As researchers continue to uncover the molecular complexity of the network of pathways that foster various cancers, there is increasing interest in combining multiple drugs, each of which targets a key player in the network. Such combination therapy will likely require precompetitive (i.e., premarket) collaboration if these therapeutic agents are not already on the market and are sponsored by different drug companies. Dr. Rothenberg noted that there are four major obstacles to developing combination therapy: determining targets, validating those targets, determining how those targets interact, and clinically validating the drugs aimed at those targets when used in combination. Each of these tasks can be more effectively addressed by collaboration, Dr. Rothenberg said.

Dr. Dalton added that “there are definite synergisms between what different technologies, different companies, can bring. Companies are also realizing that by partnering, they actually increase their market considerably. So some strategic collaborations and partnerships are developing.”

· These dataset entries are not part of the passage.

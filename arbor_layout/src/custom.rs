// Copyright 2025 the Arbor Authors
// SPDX-License-Identifier: Apache-2.0 OR MIT

use core::fmt;
use std::rc::Rc;

use arbor_tree::{Node, NodeId};
use hashbrown::HashMap;

use crate::sizing::Sizer;

/// Flat, detached view of one node handed to a custom placement.
///
/// Sizes are measured before the callback runs. Whatever the callback
/// leaves in `x`, `y`, `width` and `height` is written back to the node
/// with the same `id`.
#[derive(Clone, Debug, PartialEq)]
pub struct NodeSlot {
    /// Node id.
    pub id: NodeId,
    /// Parent id, `None` for the root.
    pub parent: Option<NodeId>,
    /// Depth below the root.
    pub depth: usize,
    /// Node label.
    pub label: String,
    /// Whether the node hides its children.
    pub collapsed: bool,
    /// Center x.
    pub x: Option<f64>,
    /// Center y.
    pub y: Option<f64>,
    /// Measured width.
    pub width: f64,
    /// Measured height.
    pub height: f64,
}

type PlaceFn = dyn Fn(&mut [NodeSlot], &NodeId);

/// Host-supplied placement that replaces the built-in strategies.
///
/// The callback receives every node in pre-order, collapsed subtrees
/// included, together with the root id.
#[derive(Clone)]
pub struct CustomLayout(Rc<PlaceFn>);

impl CustomLayout {
    /// Wrap a placement callback.
    pub fn new(place: impl Fn(&mut [NodeSlot], &NodeId) + 'static) -> Self {
        Self(Rc::new(place))
    }

    pub(crate) fn run(&self, root: &mut Node, sizer: &Sizer<'_>) {
        let mut slots = Vec::new();
        collect(root, None, 0, sizer, &mut slots);
        (self.0)(&mut slots, &root.id);

        let by_id: HashMap<&NodeId, &NodeSlot> = slots.iter().map(|s| (&s.id, s)).collect();
        root.walk_mut(&mut |node, _| {
            if let Some(slot) = by_id.get(&node.id) {
                node.x = slot.x;
                node.y = slot.y;
                node.width = Some(slot.width);
                node.height = Some(slot.height);
            }
        });
    }
}

fn collect(
    node: &mut Node,
    parent: Option<&NodeId>,
    depth: usize,
    sizer: &Sizer<'_>,
    out: &mut Vec<NodeSlot>,
) {
    let size = sizer.apply(node, depth);
    out.push(NodeSlot {
        id: node.id.clone(),
        parent: parent.cloned(),
        depth,
        label: node.label.clone(),
        collapsed: node.collapsed,
        x: node.x,
        y: node.y,
        width: size.width,
        height: size.height,
    });
    let id = node.id.clone();
    for child in &mut node.children {
        collect(child, Some(&id), depth + 1, sizer, out);
    }
}

impl fmt::Debug for CustomLayout {
    fn fmt(&self, f: &mut fmt::Formatter<'_>) -> fmt::Result {
        f.write_str("CustomLayout(..)")
    }
}

impl PartialEq for CustomLayout {
    fn eq(&self, other: &Self) -> bool {
        Rc::ptr_eq(&self.0, &other.0)
    }
}
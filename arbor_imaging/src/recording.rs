// Copyright 2025 the Arbor Authors
// SPDX-License-Identifier: Apache-2.0 OR MIT

use kurbo::{Affine, BezPath};
use peniko::Color;

use crate::{Layer, StrokeStyle, Surface, TextRun};

/// A surface call as recorded by [`RecordingSurface`].
#[derive(Clone, Debug, PartialEq)]
pub enum Command {
    /// [`Surface::clear`].
    Clear(Option<Color>),
    /// [`Surface::set_transform`].
    SetTransform(Affine),
    /// [`Surface::fill`], with the transform in effect.
    Fill {
        /// Path in local coordinates.
        path: BezPath,
        /// Fill color.
        color: Color,
        /// Transform in effect.
        transform: Affine,
    },
    /// [`Surface::stroke`], with the transform in effect.
    Stroke {
        /// Path in local coordinates.
        path: BezPath,
        /// Stroke style.
        style: StrokeStyle,
        /// Stroke color.
        color: Color,
        /// Transform in effect.
        transform: Affine,
    },
    /// [`Surface::push_layer`].
    PushLayer(Layer),
    /// [`Surface::pop_layer`].
    PopLayer,
    /// [`Surface::draw_text`], with the transform in effect.
    Text {
        /// The run as submitted.
        run: TextRun,
        /// Transform in effect.
        transform: Affine,
    },
}

/// Surface that rasterizes nothing and records every call.
///
/// Intended for tests and debugging that want to assert on the exact drawing
/// sequence a renderer produces.
///
/// # Panics
///
/// [`Surface::pop_layer`] panics when no layer is open.
#[derive(Clone, Debug, Default)]
pub struct RecordingSurface {
    commands: Vec<Command>,
    transform: Affine,
    depth: usize,
    max_depth: usize,
}

impl RecordingSurface {
    /// Every recorded call, in order.
    pub fn commands(&self) -> &[Command] {
        &self.commands
    }

    /// Forget all recorded calls. The current transform is kept.
    pub fn reset(&mut self) {
        self.commands.clear();
        self.max_depth = self.depth;
    }

    /// Transform currently in effect.
    pub fn transform(&self) -> Affine {
        self.transform
    }

    /// Number of layers currently open.
    pub fn layer_depth(&self) -> usize {
        self.depth
    }

    /// Deepest layer nesting seen since the last reset.
    pub fn max_layer_depth(&self) -> usize {
        self.max_depth
    }

    /// Recorded fills as `(path, color, transform)`.
    pub fn fills(&self) -> impl Iterator<Item = (&BezPath, Color, Affine)> + '_ {
        self.commands.iter().filter_map(|c| match c {
            Command::Fill {
                path,
                color,
                transform,
            } => Some((path, *color, *transform)),
            _ => None,
        })
    }

    /// Recorded strokes as `(path, style, color, transform)`.
    pub fn strokes(&self) -> impl Iterator<Item = (&BezPath, &StrokeStyle, Color, Affine)> + '_ {
        self.commands.iter().filter_map(|c| match c {
            Command::Stroke {
                path,
                style,
                color,
                transform,
            } => Some((path, style, *color, *transform)),
            _ => None,
        })
    }

    /// Recorded text runs.
    pub fn texts(&self) -> impl Iterator<Item = &TextRun> + '_ {
        self.commands.iter().filter_map(|c| match c {
            Command::Text { run, .. } => Some(run),
            _ => None,
        })
    }

    /// Recorded layer pushes.
    pub fn layers(&self) -> impl Iterator<Item = &Layer> + '_ {
        self.commands.iter().filter_map(|c| match c {
            Command::PushLayer(layer) => Some(layer),
            _ => None,
        })
    }
}

impl Surface for RecordingSurface {
    fn clear(&mut self, color: Option<Color>) {
        self.commands.push(Command::Clear(color));
    }

    fn set_transform(&mut self, transform: Affine) {
        self.transform = transform;
        self.commands.push(Command::SetTransform(transform));
    }

    fn fill(&mut self, path: &BezPath, color: Color) {
        self.commands.push(Command::Fill {
            path: path.clone(),
            color,
            transform: self.transform,
        });
    }

    fn stroke(&mut self, path: &BezPath, style: &StrokeStyle, color: Color) {
        self.commands.push(Command::Stroke {
            path: path.clone(),
            style: style.clone(),
            color,
            transform: self.transform,
        });
    }

    fn push_layer(&mut self, layer: Layer) {
        self.depth += 1;
        self.max_depth = self.max_depth.max(self.depth);
        self.commands.push(Command::PushLayer(layer));
    }

    fn pop_layer(&mut self) {
        assert!(self.depth > 0, "pop_layer with no open layer");
        self.depth -= 1;
        self.commands.push(Command::PopLayer);
    }

    fn draw_text(&mut self, run: &TextRun) {
        self.commands.push(Command::Text {
            run: run.clone(),
            transform: self.transform,
        });
    }
}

Dr. Pazdur suggested such collaborations could be fostered with appropriate incentives, such as increased market exclusivity. FDA successfully used incentives to encourage drug companies to test their adult drugs in pediatric populations, he said. The incentive FDA gave companies was increased exclusivity for six months for the entire drug moiety when it was used for a pediatric indication. “From a regulatory point of view, it is a suboptimal situation if we have to make somebody do something…. When you have a program that has incentives—the only thing we have, from an FDA point of view, is exclusivity—then that means something.” The NCPF recently held a workshop on precompetitive collaboration (IOM, 2010a).